Когда мы начали обживать харьковскую квартиру, нужна была мебель. Новой мебели тогда в продаже не было. И как-то папа пришел с радостным сообщением, что нашел у краснодеревщика красивый старинный буфет и напольные часы, требующие ремонта.
Так называемая мебель была привезена, но, увидев ее, мама даже заплакала. Лежащая перед нами деревянная гора не имела ничего общего ни с буфетом, ни, вообще, с мебелью. Каково же было удивление всех, когда через две недели вместо бесформенной груды дерева по папиным эскизам краснодеревщик собрал вишневого цвета буфет с резными дверцами, толстыми стеклянными витринами и такие же напольные часы с боем.
У нас практически не было родственников со стороны моих родителей, но дом всегда был полон друзей.В этом была безусловно заслуга мамы, но не меньшую роль играла привлекательность, как личности, и бесконечная доброта моего отца.
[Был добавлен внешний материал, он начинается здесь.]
//! Cache-fronted bridge to a remote template store.
//!
//! The remote store is an opaque capability exposing per-key hash reads
//! (field = locale tag, value = template). The loader reads through a
//! bounded cache, batches the remaining keys into one remote round trip,
//! writes fetched templates back to the cache, and merges everything it
//! assembled into the engine's catalog. Remote faults degrade to the
//! cache-derived result with a warning; they are never user-visible.

use std::collections::HashMap;
use std::sync::Arc;

use serde_json::{Map, Value};
use thiserror::Error;

use crate::cache::{CacheConfig, TemplateCache};
use crate::engine::Engine;
use crate::logging::{self, Logger};

/// Remote key/value capability.
///
/// Implementations own connection lifecycle, pooling, retries, and
/// timeouts; the loader only issues reads.
pub trait RemoteStore: Send + Sync {
    /// Fetch the named fields of `key`. The result aligns with `fields`:
    /// absent fields yield `None` at their position.
    ///
    /// # Errors
    ///
    /// Any transport or protocol fault; the loader degrades to cached
    /// data.
    fn hash_fields_get(&self, key: &str, fields: &[String]) -> anyhow::Result<Vec<Option<String>>>;

    /// Fetch the named fields of several keys in one round trip, one row
    /// per key in order. Implementations backed by a pipelined protocol
    /// should override this; the default loops over
    /// [`RemoteStore::hash_fields_get`].
    ///
    /// # Errors
    ///
    /// Any transport or protocol fault; the loader degrades to cached
    /// data.
    fn hash_fields_get_batch(
        &self,
        keys: &[String],
        fields: &[String],
    ) -> anyhow::Result<Vec<Vec<Option<String>>>> {
        keys.iter()
            .map(|key| self.hash_fields_get(key, fields))
            .collect()
    }

    /// Release any held connection. Called by [`Loader::disconnect`].
    fn disconnect(&self) {}
}

/// Faults raised while validating loader configuration.
#[derive(Debug, Error, Clone, PartialEq, Eq)]
pub enum ConfigError {
    /// The cache TTL was zero.
    #[error("cache max_age must be greater than zero")]
    ZeroMaxAge,
}

/// Construction-time loader settings.
#[derive(Default)]
pub struct LoaderConfig {
    /// Remote capability; `None` means cache-only operation.
    pub remote: Option<Arc<dyn RemoteStore>>,
    /// Cache sizing; defaults to 500 entries and a one-hour TTL.
    pub cache: CacheConfig,
    /// Logger capability; defaults to the `tracing` logger.
    pub logger: Option<Arc<dyn Logger>>,
}

/// Batched, cache-fronted template loader.
pub struct Loader {
    remote: Option<Arc<dyn RemoteStore>>,
    cache: TemplateCache,
    logger: Arc<dyn Logger>,
}

impl Loader {
    /// Build a loader from configuration.
    ///
    /// # Errors
    ///
    /// Returns [`ConfigError`] for invalid cache settings.
    pub fn init(config: LoaderConfig) -> Result<Self, ConfigError> {
        if config.cache.max_age.is_zero() {
            return Err(ConfigError::ZeroMaxAge);
        }
        Ok(Self {
            remote: config.remote,
            cache: TemplateCache::new(&config.cache),
            logger: config.logger.unwrap_or_else(logging::default_logger),
        })
    }

    /// Forward teardown to the remote capability, when one is attached.
    pub fn disconnect(&self) {
        if let Some(remote) = &self.remote {
            remote.disconnect();
        }
    }

    /// Load templates for `keys` across the engine's consulted locales.
    ///
    /// Cache hits never touch the remote. Everything assembled, cached or
    /// fetched, is merged into the engine's catalog before returning so
    /// subsequent node resolution sees it.
    pub fn load(
        &self,
        engine: &Engine,
        keys: &[String],
    ) -> HashMap<String, HashMap<String, String>> {
        let locales = engine.locales();
        let mut assembled: HashMap<String, HashMap<String, String>> = HashMap::new();
        let mut unknown: Vec<String> = Vec::new();

        for key in dedup(keys) {
            match self.cache.get(key, &locales) {
                Some(cached) if !cached.is_empty() => {
                    for (locale, template) in cached {
                        assembled
                            .entry(locale)
                            .or_default()
                            .insert(key.to_owned(), template);
                    }
                }
                _ => unknown.push(key.to_owned()),
            }
        }

        if let Some(remote) = &self.remote
            && !unknown.is_empty()
        {
            match remote.hash_fields_get_batch(&unknown, &locales) {
                Ok(rows) => {
                    for (key, row) in unknown.iter().zip(rows) {
                        let fetched: HashMap<String, String> = locales
                            .iter()
                            .zip(row)
                            .filter_map(|(locale, slot)| {
                                slot.filter(|template| !template.is_empty())
                                    .map(|template| (locale.clone(), template))
                            })
                            .collect();
                        if fetched.is_empty() {
                            continue;
                        }
                        self.cache.set(key, fetched.clone());
                        for (locale, template) in fetched {
                            assembled
                                .entry(locale)
                                .or_default()
                                .insert(key.clone(), template);
                        }
                    }
                }
                Err(err) => {
                    self.logger
                        .warn(&format!("remote template load failed: {err:#}"));
                }
            }
        }

        for (locale, templates) in &assembled {
            let tree: Map<String, Value> = templates
                .iter()
                .map(|(key, template)| (key.clone(), Value::String(template.clone())))
                .collect();
            engine.add_translations(locale, &Value::Object(tree));
        }
        assembled
    }
}

fn dedup(keys: &[String]) -> Vec<&String> {
    let mut seen: Vec<&String> = Vec::with_capacity(keys.len());
    for key in keys {
        if !seen.contains(&key) {
            seen.push(key);
        }
    }
    seen
}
Его любили и друзья, и сотрудники, а мои друзья вспоминают его и маму до сих пор.Зная папину слабость и неумение работать руками, мама ухаживала за ним, как за большим ребенком, следила за его внешним видом, питанием. Папу всегда ждали в чисто убранном доме с натертым до блеска паркетом. И моя мудрая мама, находясь в тени, имела на него огромное влияние и была для него самым главным человеком.
...Вся семья жила своей жизнью, но сердцем и центром ее всегда был папа, и в этом было какое-то равновесие нашего существования. Уже, будучи женой и матерью, я чувствовала себя защищенной родительской любовью, непритязательной и нетребовательной.
Даже, критикуя детей, папа никогда не уничтожал нас своим авторитетом и эрудицией. А наоборот, вселял силы и веру в наши, не готовые к жизненными испытаниям души. Всегда гордился успехами детей, внуков, даже самыми маленькими, сознательно преувеличивая их значимость.
Папа продолжал заведовать кафедрой в институте, уже достигнув семидесятилетия. Часто за вечерним чаем, собиравшим всю семью, говорил, что скоро оставит работу и хочет, чтоб мы уехали в Израиль. Мечту о нём не могли заглушить никакие глушители на его стареньком "Филлипсе".Он, конечно , очень мало знал об Израиле, но мечта, есть мечта.
К сожалению, он никогда не щадил себя, не обращался к врачам, которые обрекли его еще в молодости. Они ошиблись на тридцать три года. Он сохранил их себе и нам благодаря природной доброте и любви к жизни. Ни мамина забота, ни наша любовь не смогли остановить его уход. Сердце подвело папу, когда он поехал читать лекции в МГУ после перенесенного на ногах инфаркта. Врачи говорили, что у него слишком большое сердце. Оказывается, есть и такой диагноз.
Папа ушел от нас внезапно, на полуслове, с наушником от транзистора в ухе, а мы, его дети, считавшие, что уже давно знаем, как жить и, что делать в этой жизни, ощутили себя в доме с сорванной крышей...

... И теперь, когда мысли, как за спасательным кругом, возвращаются в то ушедшее время, я сверяю свой курс с папиным пониманием жизни, определившим наши судьбы. Обладая какой-то только ему известной интуицией, идущей от сердца, он всегда мог предвидеть ход событий и результат, несмотря на скептицизм окружающих и кажущуюся абсурдность выводов. И всегда оказывался прав.
Жаль, ему не дано узнать, что мы здесь на этой земле. Меня не покидает ощущение, что родители где-то здесь на Святой земле, а не под мраморной стэллой на тринадцатом харьковском кладбище. И, как раньше, нас оберегает их любовь.